- PROBLEM STATEMENT:
Restate word for word the lines of the material below, from the line with "fn default() ->" to the line with "match (self.to_value(), other.to_value())", both lines included, and no others.

------------

/*
 * Copyright (c) godot-rust; Bromeon and contributors.
 * This Source Code Form is subject to the terms of the Mozilla Public
 * License, v. 2.0. If a copy of the MPL was not distributed with this
 * file, You can obtain one at https://mozilla.org/MPL/2.0/.
 */

use std::fmt;

use crate::builtin::GString;
use crate::meta::error::{ConvertError, FromVariantError};
use crate::meta::{FromGodot, GodotConvert, GodotFfiVariant, GodotType, ToGodot};
use crate::sys;
use sys::types::OpaqueVariant;
use sys::{ffi_methods, interface_fn, GodotFfi, VariantType};

mod variant_value;

pub use variant_value::VariantValue;

/// Engine's `Variant` type: a dynamically typed value that can hold any bridged type.
///
/// A `Variant` owns its payload. Cloning runs the engine's copy constructor, which for [`Array`][crate::builtin::Array] and
/// [`Dictionary`][crate::builtin::Dictionary] payloads shares the container (like cloning the container itself).
///
/// To inspect a variant without interpreting its tag manually, convert it to the host-side sum type with [`to_value()`](Self::to_value).
#[repr(transparent)]
pub struct Variant {
    opaque: OpaqueVariant,
}

impl Variant {
    /// Create an empty variant (`null` value in GDScript).
    pub fn nil() -> Self {
        // SAFETY: `variant_new_nil` initializes the variant.
        unsafe {
            Self::from_var_sys_init(|variant_ptr| {
                interface_fn!(variant_new_nil)(variant_ptr);
            })
        }
    }

    /// Create a variant holding a non-nil value.
    ///
    /// Equivalent to [`value.to_variant()`][ToGodot::to_variant].
    #[allow(clippy::should_implement_trait)]
    pub fn from<T: ToGodot>(value: T) -> Self {
        value.to_variant()
    }

    /// ⚠️ Convert to type `T`, panicking on failure.
    ///
    /// Equivalent to [`T::from_variant(&self)`][FromGodot::from_variant].
    ///
    /// # Panics
    /// When this variant holds a different type.
    pub fn to<T: FromGodot>(&self) -> T {
        T::from_variant(self)
    }

    /// Convert to type `T`, returning `Err` on failure.
    ///
    /// Equivalent to [`T::try_from_variant(&self)`][FromGodot::try_from_variant].
    pub fn try_to<T: FromGodot>(&self) -> Result<T, ConvertError> {
        T::try_from_variant(self)
    }

    /// Checks whether the variant is empty (`null` value in GDScript).
    pub fn is_nil(&self) -> bool {
        self.raw_type() == VariantType::Nil.sys()
    }

    /// Returns the type that is currently held by this variant.
    ///
    /// Types that this library does not bridge (only a newer engine can produce them) are reported as `Nil`, although
    /// [`is_nil()`](Self::is_nil) is false for them. Use [`try_get_type()`](Self::try_get_type) to tell them apart.
    pub fn get_type(&self) -> VariantType {
        VariantType::from_sys(self.raw_type()).unwrap_or(VariantType::Nil)
    }

    /// Returns the type, or an error if it is not bridged.
    pub fn try_get_type(&self) -> Result<VariantType, ConvertError> {
        let raw = self.raw_type();
        VariantType::from_sys(raw).ok_or_else(|| FromVariantError::UnknownType(raw).into_error(raw))
    }

    /// Converts to the host-side sum type, copying all contents (including nested containers).
    ///
    /// Objects are represented by their instance ID; the object itself is not copied.
    pub fn to_value(&self) -> Result<VariantValue, ConvertError> {
        VariantValue::from_variant(self)
    }

    /// Returns the engine's string representation of this variant.
    pub fn stringify(&self) -> GString {
        // SAFETY: `variant_stringify` initializes the string.
        unsafe {
            GString::from_string_sys_init(|string_ptr| {
                interface_fn!(variant_stringify)(self.var_sys_const(), string_ptr);
            })
        }
    }

    /// Converts a value of any type with a variant converter.
    pub(crate) fn from_ffi_value<T: GodotFfi>(value: &T) -> Self {
        let converter = sys::builtin_lifecycle().conversion(T::variant_type()).from_type;

        // SAFETY: the converter reads a `T` and initializes the variant; `value` outlives the call.
        unsafe {
            Self::from_var_sys_init(|variant_ptr| {
                converter(variant_ptr, value.sys());
            })
        }
    }

    /// Extracts a value of exactly type `T`. No conversion between types takes place; `int` does not become `float`.
    pub(crate) fn to_ffi_value<T: GodotFfi>(&self) -> Result<T, ConvertError> {
        let expected = T::variant_type();
        let actual = self.try_get_type()?;
        if actual != expected {
            return Err(FromVariantError::BadType { expected, actual }.into_error(self));
        }

        let converter = sys::builtin_lifecycle().conversion(expected).to_type;

        // SAFETY: the tag was checked; the converter initializes a fresh `T` from the payload, which stays owned by `self`.
        let value = unsafe {
            T::from_sys_init(|type_ptr| {
                converter(type_ptr, self.var_sys());
            })
        };

        Ok(value)
    }

    /// Views an engine-owned variant, e.g. an element of an array.
    ///
    /// # Safety
    /// `ptr` must point to an initialized variant that outlives `'a` and is not mutated meanwhile.
    pub(crate) unsafe fn borrow_var_sys<'a>(ptr: sys::GDExtensionConstVariantPtr) -> &'a Variant {
        &*(ptr as *const Variant)
    }

    /// Mutable view of an engine-owned variant slot. Assigning through it destroys the previous value.
    ///
    /// # Safety
    /// `ptr` must point to an initialized variant that outlives `'a` and is not accessed otherwise meanwhile.
    pub(crate) unsafe fn borrow_var_sys_mut<'a>(ptr: sys::GDExtensionVariantPtr) -> &'a mut Variant {
        &mut *(ptr as *mut Variant)
    }

    fn raw_type(&self) -> sys::GDExtensionVariantType {
        // SAFETY: `self` is an initialized variant.
        unsafe { interface_fn!(variant_get_type)(self.var_sys_const()) }
    }

    fn from_opaque(opaque: OpaqueVariant) -> Self {
        Self { opaque }
    }

    pub(crate) fn var_sys_const(&self) -> sys::GDExtensionConstVariantPtr {
        self.var_sys()
    }

    // Conversions from/to engine `Variant*` pointers
    ffi_methods! {
        type sys::GDExtensionVariantPtr = *mut Opaque;

        fn from_var_sys = from_sys;
        fn from_var_sys_init = from_sys_init;
        fn var_sys = sys;
    }
}

impl Clone for Variant {
    fn clone(&self) -> Self {
        // SAFETY: `self` is alive during the copy.
        unsafe {
            Self::from_var_sys_init(|variant_ptr| {
                interface_fn!(variant_new_copy)(variant_ptr, self.var_sys_const());
            })
        }
    }
}

impl Drop for Variant {
    fn drop(&mut self) {
        // SAFETY: `self` is initialized and never used again.
        unsafe {
            interface_fn!(variant_destroy)(self.var_sys());
        }
    }
}

impl Default for Variant {
    fn default() -> Self {
        Self::nil()
    }
}

/// Compares contents. Containers compare element-wise, objects by instance ID.
///
/// Variants that cannot be converted to a [`VariantValue`], such as a container that contains itself, are not equal to
/// anything, including themselves.
impl PartialEq for Variant {
    fn eq(&self, other: &Self) -> bool {
        match (self.to_value(), other.to_value()) {
            (Ok(lhs), Ok(rhs)) => lhs == rhs,
            _ => false,
        }
    }
}

impl fmt::Display for Variant {
    fn fmt(&self, f: &mut fmt::Formatter<'_>) -> fmt::Result {
        fmt::Display::fmt(&self.stringify(), f)
    }
}

impl fmt::Debug for Variant {
    fn fmt(&self, f: &mut fmt::Formatter<'_>) -> fmt::Result {
        match self.to_value() {
            Ok(value) => fmt::Debug::fmt(&value, f),
            Err(err) => write!(f, "Variant(type={}, {err})", self.raw_type()),
        }
    }
}

// ----------------------------------------------------------------------------------------------------------------------------------------------
// FFI and conversions

// SAFETY: `Variant` is a transparent wrapper around the engine's variant storage.
unsafe impl GodotFfi for Variant {
    /// Variants are not a variant type of their own; their call frame slot is [`SlotType::Variant`](sys::SlotType::Variant).
    fn variant_type() -> VariantType {
        VariantType::Nil
    }

    fn slot_type() -> sys::SlotType {
        sys::SlotType::Variant
    }

    ffi_methods! { type sys::GDExtensionTypePtr = *mut Opaque; .. }
}

impl GodotConvert for Variant {
    type Via = Variant;
}

impl ToGodot for Variant {
    fn to_godot(&self) -> Self::Via {
        self.clone()
    }

    fn to_variant(&self) -> Variant {
        self.clone()
    }
}

impl FromGodot for Variant {
    fn try_from_godot(via: Self::Via) -> Result<Self, ConvertError> {
        Ok(via)
    }

    fn try_from_variant(variant: &Variant) -> Result<Self, ConvertError> {
        Ok(variant.clone())
    }
}

impl GodotFfiVariant for Variant {
    fn ffi_to_variant(&self) -> Variant {
        self.clone()
    }

    fn ffi_from_variant(variant: &Variant) -> Result<Self, ConvertError> {
        Ok(variant.clone())
    }
}

impl GodotType for Variant {
    type Ffi = Variant;

    fn to_ffi(&self) -> Self::Ffi {
        self.clone()
    }

    fn into_ffi(self) -> Self::Ffi {
        self
    }

    fn try_from_ffi(ffi: Self::Ffi) -> Result<Self, ConvertError> {
        Ok(ffi)
    }

    fn godot_type_name() -> String {
        "Variant".to_string()
    }
}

------------

- OUTPUT OF THE TASK:
    fn default() -> Self {
        Self::nil()
    }
}

/// Compares contents. Containers compare element-wise, objects by instance ID.
///
/// Variants that cannot be converted to a [`VariantValue`], such as a container that contains itself, are not equal to
/// anything, including themselves.
impl PartialEq for Variant {
    fn eq(&self, other: &Self) -> bool {
        match (self.to_value(), other.to_value()) {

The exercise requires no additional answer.